2. Distract yourself.
Focus on something active and unrelated to what’s making you cry. “You want to try to put yourself in a state that is incompatible with crying, like dancing or laughing,” says Vingerhoets. “Obviously, dancing or laughing when you are crying is not easy to do, but some quick exercise, like jumping, might help.” (Thankfully, he does not advise that you just “relax,” as it is “associated with increased parasympathetic activation” — which, roughly translated, means you could wind up crying more.)
3. If it’s getting out of hand, talk to a doctor.
Very low doses of certain types of antidepressants (namely SSRIs) have been shown to decrease rates of crying in healthy trial subjects, as well as people who suffer from uncontrollable tears (also known as pathological criers). In one study, Vingerhoets and his colleagues showed a sad movie to a group of female university students; before starting the movie, half of the subjects took a placebo drug, and the other half took a low dose of an SSRI. Those who received the placebo cried more than the ones who didn’t. “Very, very low doses of these substances seemed to be very effective in this instance,” he said.
4. Remind yourself that you can cry later.
“This is known as ‘delayed crying,’ and it’s a very common phenomenon,” says Vingerhoets. “For example, many people will inhibit their tears in the workplace and then, when they go home, discuss what happened with their partner or a friend or a parent and the tears start flowing.”
5. Experiment with different tactics.
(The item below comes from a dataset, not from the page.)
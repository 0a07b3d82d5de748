//! Folder domain entities.

pub mod model;

pub use model::{CreateFolder, Folder};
They might work!
When I brought my dying cat to the vet, I didn’t want to fall apart in the waiting room. So I stared at a dog poster on the wall and repeated to myself, “Keep it together, keep it together, keep it together,” like a mantra. Somehow, I managed to stay dry-eyed until I got back to my apartment. An ER-doctor friend of mine told me she uses a similar strategy. “I literally tell myself, ‘Stop crying, stop crying, stop crying,’ over and over again,” she said. “It’s almost meditative, and it works.”
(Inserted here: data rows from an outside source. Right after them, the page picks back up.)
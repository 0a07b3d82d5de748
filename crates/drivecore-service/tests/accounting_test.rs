//! Integration tests for storage accounting.

mod helpers;

use bytes::Bytes;

use drivecore_entity::ResourceRef;

use helpers::{TestDrive, as_user};

#[tokio::test]
async fn test_usage_tracks_live_files() {
    let drive = TestDrive::new().await;
    let u1 = drive.user("u1@example.com").await;
    let u2 = drive.user("u2@example.com").await;
    let ctx = as_user(u1);

    assert_eq!(drive.services.accounting.usage(u1).await.unwrap().total_size, 0);

    let mut ids = Vec::new();
    for (i, size) in [10usize, 20, 30, 40].into_iter().enumerate() {
        let file = drive
            .services
            .files
            .upload_file(&ctx, None, &format!("f{i}"), "", Bytes::from(vec![1u8; size]))
            .await
            .unwrap();
        ids.push(file.id);
    }
    drive
        .services
        .files
        .upload_file(&as_user(u2), None, "theirs", "", Bytes::from(vec![1u8; 99]))
        .await
        .unwrap();

    let usage = drive.services.accounting.usage(u1).await.unwrap();
    assert_eq!(usage.total_size, 100);
    assert_eq!(usage.file_count, 4);

    drive.services.trash.soft_delete(&ctx, ResourceRef::file(ids[0])).await.unwrap();
    drive.services.trash.soft_delete(&ctx, ResourceRef::file(ids[1])).await.unwrap();
    drive
        .services
        .trash
        .permanently_delete(&ctx, ResourceRef::file(ids[1]))
        .await
        .unwrap();
    drive.services.trash.restore(&ctx, ResourceRef::file(ids[0])).await.unwrap();
    drive
        .services
        .files
        .replace_content(&ctx, ids[3], "", Bytes::from(vec![1u8; 5]))
        .await
        .unwrap();

    // 10 + 30 + 5
    let usage = drive.services.accounting.my_usage(&ctx).await.unwrap();
    assert_eq!((usage.total_size, usage.file_count), (45, 3));

    let first = drive.services.accounting.recompute(u1).await.unwrap();
    let second = drive.services.accounting.recompute(u1).await.unwrap();
    assert_eq!((first.total_size, first.file_count), (45, 3));
    assert_eq!((second.total_size, second.file_count), (45, 3));
    assert_eq!(drive.services.accounting.usage(u2).await.unwrap().total_size, 99);
}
When I polled other people, each had their own methods — watching The Office, writing down stream-of-consciousness thoughts, or taking showers. “I throw things, like pillows or clothes,” said one friend. “If I’m not at home, I’ll just aggressively throw stuff in the trash.”
Vingerhoets was aware of various strategies working for some people. “I have heard, anecdotally, that pinching the nose, or pinching the area between the thumb and pointer finger, or pushing your tongue on the roof of your mouth can help stop crying,” he said. “But I have no idea whether that’s really effective. It probably depends on the individual.” Still, it’s worth a shot.